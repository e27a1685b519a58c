//! 通用类型定义
//!
//! 身份（用户登录名）及其派生缓存键、访问令牌集合、保留键命名空间。

use std::collections::BTreeSet;

use derive_more::Display;
use serde::{Deserialize, Serialize};
use thiserror::Error;

/// 时间戳键前缀，`timestamp-<value key>` 记录值的采集时间
pub const TIMESTAMP_KEY_PREFIX: &str = "timestamp-";

/// 上游健康状态键
pub const PING_CACHE_KEY: &str = "ping";
/// 旧版本使用的健康状态键，保留以免与用户名冲突
pub const LEGACY_PING_CACHE_KEY: &str = "ispyb-ping";

/// 计数器
pub const PING_COUNTER_KEY: &str = "ping-counter";
pub const ISPYB_PING_COUNTER_KEY: &str = "ispyb-ping-counter";
pub const QUERY_COUNTER_KEY: &str = "query-counter";
pub const ISPYB_QUERY_COUNTER_KEY: &str = "ispyb-query-counter";

/// 不能作为用户名使用的键
pub const RESERVED_KEYS: [&str; 6] = [
    PING_CACHE_KEY,
    LEGACY_PING_CACHE_KEY,
    PING_COUNTER_KEY,
    ISPYB_PING_COUNTER_KEY,
    QUERY_COUNTER_KEY,
    ISPYB_QUERY_COUNTER_KEY,
];

/// 用户名编码后的最大长度（字节），在请求边界校验
pub const MAX_KEY_LENGTH: usize = 250;

/// 存储键的最大长度（字节），不含存储自身的命名空间前缀
///
/// 最长的键是合法用户名对应的时间戳键。
pub const MAX_STORE_KEY_LENGTH: usize = MAX_KEY_LENGTH + TIMESTAMP_KEY_PREFIX.len();

/// 健康状态字符串
pub const PING_OK: &str = "OK";
pub const PING_NOT_OK: &str = "NOT OK";

/// 返回某个键对应的时间戳键
pub fn timestamp_key(key: &str) -> String {
    format!("{}{}", TIMESTAMP_KEY_PREFIX, key)
}

/// 已编码的键是否可以作为用户值键
pub fn is_identity_key(encoded: &str) -> bool {
    !RESERVED_KEYS.contains(&encoded) && !encoded.starts_with(TIMESTAMP_KEY_PREFIX)
}

/// 身份校验错误
#[derive(Debug, Clone, PartialEq, Eq, Error)]
pub enum IdentityError {
    #[error("Username must not be empty")]
    Empty,

    #[error("'{0}' is a reserved key")]
    Reserved(String),

    #[error("Username must not begin with 'timestamp-'")]
    TimestampPrefix,

    #[error("Encoded username is {len} characters, the limit is {max}")]
    TooLong { len: usize, max: usize },

    #[error("Key '{0}' is not valid URL encoding")]
    InvalidEncoding(String),
}

/// 用户身份
///
/// 只在请求期间存在，持久化的是其派生的缓存条目。
#[derive(Debug, Clone, PartialEq, Eq, Hash, Display)]
#[display("{username}")]
pub struct Identity {
    username: String,
    encoded: String,
}

impl Identity {
    /// 从原始（已解码的）用户名创建，并进行边界校验
    pub fn parse(username: &str) -> Result<Self, IdentityError> {
        if username.is_empty() {
            return Err(IdentityError::Empty);
        }
        let encoded = urlencoding::encode(username).into_owned();
        Self::validate_encoded(&encoded)?;

        Ok(Self {
            username: username.to_string(),
            encoded,
        })
    }

    /// 从存储中的值键还原
    pub fn from_encoded(encoded: &str) -> Result<Self, IdentityError> {
        let username = urlencoding::decode(encoded)
            .map_err(|_| IdentityError::InvalidEncoding(encoded.to_string()))?
            .into_owned();
        Self::parse(&username)
    }

    fn validate_encoded(encoded: &str) -> Result<(), IdentityError> {
        if RESERVED_KEYS.contains(&encoded) {
            return Err(IdentityError::Reserved(encoded.to_string()));
        }
        if encoded.starts_with(TIMESTAMP_KEY_PREFIX) {
            return Err(IdentityError::TimestampPrefix);
        }
        if encoded.len() > MAX_KEY_LENGTH {
            return Err(IdentityError::TooLong {
                len: encoded.len(),
                max: MAX_KEY_LENGTH,
            });
        }
        Ok(())
    }

    pub fn username(&self) -> &str {
        &self.username
    }

    /// 值键（URL 编码后的用户名）
    pub fn value_key(&self) -> &str {
        &self.encoded
    }

    /// 时间戳键
    pub fn timestamp_key(&self) -> String {
        timestamp_key(&self.encoded)
    }
}

/// 访问令牌集合
///
/// 元素形如 `lb12345`（提案）或 `lb12345-2`（访问），只关心成员，不关心顺序。
#[derive(Debug, Clone, Default, PartialEq, Eq, Serialize, Deserialize)]
#[serde(transparent)]
pub struct AccessTokenSet(BTreeSet<String>);

impl AccessTokenSet {
    pub fn new() -> Self {
        Self::default()
    }

    /// 插入令牌，返回是否为新元素
    pub fn insert(&mut self, token: impl Into<String>) -> bool {
        self.0.insert(token.into())
    }

    pub fn contains(&self, token: &str) -> bool {
        self.0.contains(token)
    }

    pub fn len(&self) -> usize {
        self.0.len()
    }

    pub fn is_empty(&self) -> bool {
        self.0.is_empty()
    }

    pub fn iter(&self) -> impl Iterator<Item = &String> {
        self.0.iter()
    }

    /// 排序后的令牌列表
    pub fn to_vec(&self) -> Vec<String> {
        self.0.iter().cloned().collect()
    }
}

impl<S: Into<String>> FromIterator<S> for AccessTokenSet {
    fn from_iter<I: IntoIterator<Item = S>>(iter: I) -> Self {
        Self(iter.into_iter().map(Into::into).collect())
    }
}

impl<S: Into<String>> Extend<S> for AccessTokenSet {
    fn extend<I: IntoIterator<Item = S>>(&mut self, iter: I) {
        self.0.extend(iter.into_iter().map(Into::into));
    }
}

□ □ □ □

Word for word and line for line, give the material again.

Task output:
repository e27a1685b519a58c
//! 通用类型定义
//!
//! 身份（用户登录名）及其派生缓存键、访问令牌集合、保留键命名空间。

use std::collections::BTreeSet;

use derive_more::Display;
use serde::{Deserialize, Serialize};
use thiserror::Error;

/// 时间戳键前缀，`timestamp-<value key>` 记录值的采集时间
pub const TIMESTAMP_KEY_PREFIX: &str = "timestamp-";

/// 上游健康状态键
pub const PING_CACHE_KEY: &str = "ping";
/// 旧版本使用的健康状态键，保留以免与用户名冲突
pub const LEGACY_PING_CACHE_KEY: &str = "ispyb-ping";

/// 计数器
pub const PING_COUNTER_KEY: &str = "ping-counter";
pub const ISPYB_PING_COUNTER_KEY: &str = "ispyb-ping-counter";
pub const QUERY_COUNTER_KEY: &str = "query-counter";
pub const ISPYB_QUERY_COUNTER_KEY: &str = "ispyb-query-counter";

/// 不能作为用户名使用的键
pub const RESERVED_KEYS: [&str; 6] = [
    PING_CACHE_KEY,
    LEGACY_PING_CACHE_KEY,
    PING_COUNTER_KEY,
    ISPYB_PING_COUNTER_KEY,
    QUERY_COUNTER_KEY,
    ISPYB_QUERY_COUNTER_KEY,
];

/// 用户名编码后的最大长度（字节），在请求边界校验
pub const MAX_KEY_LENGTH: usize = 250;

/// 存储键的最大长度（字节），不含存储自身的命名空间前缀
///
/// 最长的键是合法用户名对应的时间戳键。
pub const MAX_STORE_KEY_LENGTH: usize = MAX_KEY_LENGTH + TIMESTAMP_KEY_PREFIX.len();

/// 健康状态字符串
pub const PING_OK: &str = "OK";
pub const PING_NOT_OK: &str = "NOT OK";

/// 返回某个键对应的时间戳键
pub fn timestamp_key(key: &str) -> String {
    format!("{}{}", TIMESTAMP_KEY_PREFIX, key)
}

/// 已编码的键是否可以作为用户值键
pub fn is_identity_key(encoded: &str) -> bool {
    !RESERVED_KEYS.contains(&encoded) && !encoded.starts_with(TIMESTAMP_KEY_PREFIX)
}

/// 身份校验错误
#[derive(Debug, Clone, PartialEq, Eq, Error)]
pub enum IdentityError {
    #[error("Username must not be empty")]
    Empty,

    #[error("'{0}' is a reserved key")]
    Reserved(String),

    #[error("Username must not begin with 'timestamp-'")]
    TimestampPrefix,

    #[error("Encoded username is {len} characters, the limit is {max}")]
    TooLong { len: usize, max: usize },

    #[error("Key '{0}' is not valid URL encoding")]
    InvalidEncoding(String),
}

/// 用户身份
///
/// 只在请求期间存在，持久化的是其派生的缓存条目。
#[derive(Debug, Clone, PartialEq, Eq, Hash, Display)]
#[display("{username}")]
pub struct Identity {
    username: String,
    encoded: String,
}

impl Identity {
    /// 从原始（已解码的）用户名创建，并进行边界校验
    pub fn parse(username: &str) -> Result<Self, IdentityError> {
        if username.is_empty() {
            return Err(IdentityError::Empty);
        }
        let encoded = urlencoding::encode(username).into_owned();
        Self::validate_encoded(&encoded)?;

        Ok(Self {
            username: username.to_string(),
            encoded,
        })
    }

    /// 从存储中的值键还原
    pub fn from_encoded(encoded: &str) -> Result<Self, IdentityError> {
        let username = urlencoding::decode(encoded)
            .map_err(|_| IdentityError::InvalidEncoding(encoded.to_string()))?
            .into_owned();
        Self::parse(&username)
    }

    fn validate_encoded(encoded: &str) -> Result<(), IdentityError> {
        if RESERVED_KEYS.contains(&encoded) {
            return Err(IdentityError::Reserved(encoded.to_string()));
        }
        if encoded.starts_with(TIMESTAMP_KEY_PREFIX) {
            return Err(IdentityError::TimestampPrefix);
        }
        if encoded.len() > MAX_KEY_LENGTH {
            return Err(IdentityError::TooLong {
                len: encoded.len(),
                max: MAX_KEY_LENGTH,
            });
        }
        Ok(())
    }

    pub fn username(&self) -> &str {
        &self.username
    }

    /// 值键（URL 编码后的用户名）
    pub fn value_key(&self) -> &str {
        &self.encoded
    }

    /// 时间戳键
    pub fn timestamp_key(&self) -> String {
        timestamp_key(&self.encoded)
    }
}

/// 访问令牌集合
///
/// 元素形如 `lb12345`（提案）或 `lb12345-2`（访问），只关心成员，不关心顺序。
#[derive(Debug, Clone, Default, PartialEq, Eq, Serialize, Deserialize)]
#[serde(transparent)]
pub struct AccessTokenSet(BTreeSet<String>);

impl AccessTokenSet {
    pub fn new() -> Self {
        Self::default()
    }

    /// 插入令牌，返回是否为新元素
    pub fn insert(&mut self, token: impl Into<String>) -> bool {
        self.0.insert(token.into())
    }

    pub fn contains(&self, token: &str) -> bool {
        self.0.contains(token)
    }

    pub fn len(&self) -> usize {
        self.0.len()
    }

    pub fn is_empty(&self) -> bool {
        self.0.is_empty()
    }

    pub fn iter(&self) -> impl Iterator<Item = &String> {
        self.0.iter()
    }

    /// 排序后的令牌列表
    pub fn to_vec(&self) -> Vec<String> {
        self.0.iter().cloned().collect()
    }
}

impl<S: Into<String>> FromIterator<S> for AccessTokenSet {
    fn from_iter<I: IntoIterator<Item = S>>(iter: I) -> Self {
        Self(iter.into_iter().map(Into::into).collect())
    }
}

impl<S: Into<String>> Extend<S> for AccessTokenSet {
    fn extend<I: IntoIterator<Item = S>>(&mut self, iter: I) {
        self.0.extend(iter.into_iter().map(Into::into));
    }
}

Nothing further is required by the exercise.